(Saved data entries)
==============================

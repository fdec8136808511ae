use crate::errors::{GpError, Result};
use crate::utils::check_batch;
use crate::INPUT_DIM;
use linfa::Float;
use ndarray::{s, Array1, Array2, ArrayBase, ArrayView1, ArrayView2, Axis, Data, Ix1, Ix2};

/// An ordered collection of observations `(x, y)` where `x` is a 3D point
/// and `y` a scalar target value.
///
/// Observations are only appended: the index of an observation never changes
/// for the lifetime of the set, the only allowed mutation of existing data being
/// the replacement of a single target value.
#[derive(Clone, Debug, PartialEq)]
pub struct SampleSet<F: Float> {
    /// Input points (n, 3)
    inputs: Array2<F>,
    /// Target values (n,)
    targets: Array1<F>,
}

impl<F: Float> Default for SampleSet<F> {
    fn default() -> Self {
        SampleSet {
            inputs: Array2::zeros((0, INPUT_DIM)),
            targets: Array1::zeros(0),
        }
    }
}

impl<F: Float> SampleSet<F> {
    /// Empty sample set
    pub fn new() -> Self {
        Self::default()
    }

    /// Sample set initialized with `inputs` (n, 3) points and their `targets` (n,) values
    pub fn from_data(
        inputs: &ArrayBase<impl Data<Elem = F>, Ix2>,
        targets: &ArrayBase<impl Data<Elem = F>, Ix1>,
    ) -> Result<Self> {
        let mut samples = Self::new();
        samples.append(inputs, targets)?;
        Ok(samples)
    }

    /// Number of observations
    pub fn len(&self) -> usize {
        self.targets.len()
    }

    /// Whether the set holds no observation
    pub fn is_empty(&self) -> bool {
        self.targets.is_empty()
    }

    /// Append `inputs` (m, 3) points and their `targets` (m,) values after existing observations
    pub fn append(
        &mut self,
        inputs: &ArrayBase<impl Data<Elem = F>, Ix2>,
        targets: &ArrayBase<impl Data<Elem = F>, Ix1>,
    ) -> Result<()> {
        check_batch(inputs, targets)?;
        if targets.is_empty() {
            return Ok(());
        }
        self.inputs.append(Axis(0), inputs.view())?;
        self.targets.append(Axis(0), targets.view())?;
        Ok(())
    }

    /// Input point of the `k`th observation
    pub fn input(&self, k: usize) -> Result<ArrayView1<F>> {
        self.check_index(k)?;
        Ok(self.inputs.row(k))
    }

    /// Target value of the `k`th observation
    pub fn target(&self, k: usize) -> Result<F> {
        self.check_index(k)?;
        Ok(self.targets[k])
    }

    /// All input points as a (n, 3) matrix in index order
    pub fn inputs(&self) -> ArrayView2<F> {
        self.inputs.view()
    }

    /// All target values in index order
    pub fn targets(&self) -> ArrayView1<F> {
        self.targets.view()
    }

    /// Replace the target value of the `k`th observation
    pub fn set_target(&mut self, k: usize, y: F) -> Result<()> {
        self.check_index(k)?;
        self.targets[k] = y;
        Ok(())
    }

    /// Remove all observations
    pub fn clear(&mut self) {
        *self = Self::new();
    }

    /// Drop observations from index `len` onwards.
    /// Only used to roll back a batch the engine failed to absorb.
    pub(crate) fn truncate(&mut self, len: usize) {
        if len < self.len() {
            self.inputs = self.inputs.slice(s![..len, ..]).to_owned();
            self.targets = self.targets.slice(s![..len]).to_owned();
        }
    }

    fn check_index(&self, k: usize) -> Result<()> {
        if k >= self.len() {
            return Err(GpError::IndexOutOfRange {
                index: k,
                len: self.len(),
            });
        }
        Ok(())
    }
}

==============================

Task directions =>
What is needed is a faithful transcription of every entry.

Answer space =>
repository fdec8136808511ae
use crate::errors::{GpError, Result};
use crate::utils::check_batch;
use crate::INPUT_DIM;
use linfa::Float;
use ndarray::{s, Array1, Array2, ArrayBase, ArrayView1, ArrayView2, Axis, Data, Ix1, Ix2};

/// An ordered collection of observations `(x, y)` where `x` is a 3D point
/// and `y` a scalar target value.
///
/// Observations are only appended: the index of an observation never changes
/// for the lifetime of the set, the only allowed mutation of existing data being
/// the replacement of a single target value.
#[derive(Clone, Debug, PartialEq)]
pub struct SampleSet<F: Float> {
    /// Input points (n, 3)
    inputs: Array2<F>,
    /// Target values (n,)
    targets: Array1<F>,
}

impl<F: Float> Default for SampleSet<F> {
    fn default() -> Self {
        SampleSet {
            inputs: Array2::zeros((0, INPUT_DIM)),
            targets: Array1::zeros(0),
        }
    }
}

impl<F: Float> SampleSet<F> {
    /// Empty sample set
    pub fn new() -> Self {
        Self::default()
    }

    /// Sample set initialized with `inputs` (n, 3) points and their `targets` (n,) values
    pub fn from_data(
        inputs: &ArrayBase<impl Data<Elem = F>, Ix2>,
        targets: &ArrayBase<impl Data<Elem = F>, Ix1>,
    ) -> Result<Self> {
        let mut samples = Self::new();
        samples.append(inputs, targets)?;
        Ok(samples)
    }

    /// Number of observations
    pub fn len(&self) -> usize {
        self.targets.len()
    }

    /// Whether the set holds no observation
    pub fn is_empty(&self) -> bool {
        self.targets.is_empty()
    }

    /// Append `inputs` (m, 3) points and their `targets` (m,) values after existing observations
    pub fn append(
        &mut self,
        inputs: &ArrayBase<impl Data<Elem = F>, Ix2>,
        targets: &ArrayBase<impl Data<Elem = F>, Ix1>,
    ) -> Result<()> {
        check_batch(inputs, targets)?;
        if targets.is_empty() {
            return Ok(());
        }
        self.inputs.append(Axis(0), inputs.view())?;
        self.targets.append(Axis(0), targets.view())?;
        Ok(())
    }

    /// Input point of the `k`th observation
    pub fn input(&self, k: usize) -> Result<ArrayView1<F>> {
        self.check_index(k)?;
        Ok(self.inputs.row(k))
    }

    /// Target value of the `k`th observation
    pub fn target(&self, k: usize) -> Result<F> {
        self.check_index(k)?;
        Ok(self.targets[k])
    }

    /// All input points as a (n, 3) matrix in index order
    pub fn inputs(&self) -> ArrayView2<F> {
        self.inputs.view()
    }

    /// All target values in index order
    pub fn targets(&self) -> ArrayView1<F> {
        self.targets.view()
    }

    /// Replace the target value of the `k`th observation
    pub fn set_target(&mut self, k: usize, y: F) -> Result<()> {
        self.check_index(k)?;
        self.targets[k] = y;
        Ok(())
    }

    /// Remove all observations
    pub fn clear(&mut self) {
        *self = Self::new();
    }

    /// Drop observations from index `len` onwards.
    /// Only used to roll back a batch the engine failed to absorb.
    pub(crate) fn truncate(&mut self, len: usize) {
        if len < self.len() {
            self.inputs = self.inputs.slice(s![..len, ..]).to_owned();
            self.targets = self.targets.slice(s![..len]).to_owned();
        }
    }

    fn check_index(&self, k: usize) -> Result<()> {
        if k >= self.len() {
            return Err(GpError::IndexOutOfRange {
                index: k,
                len: self.len(),
            });
        }
        Ok(())
    }
}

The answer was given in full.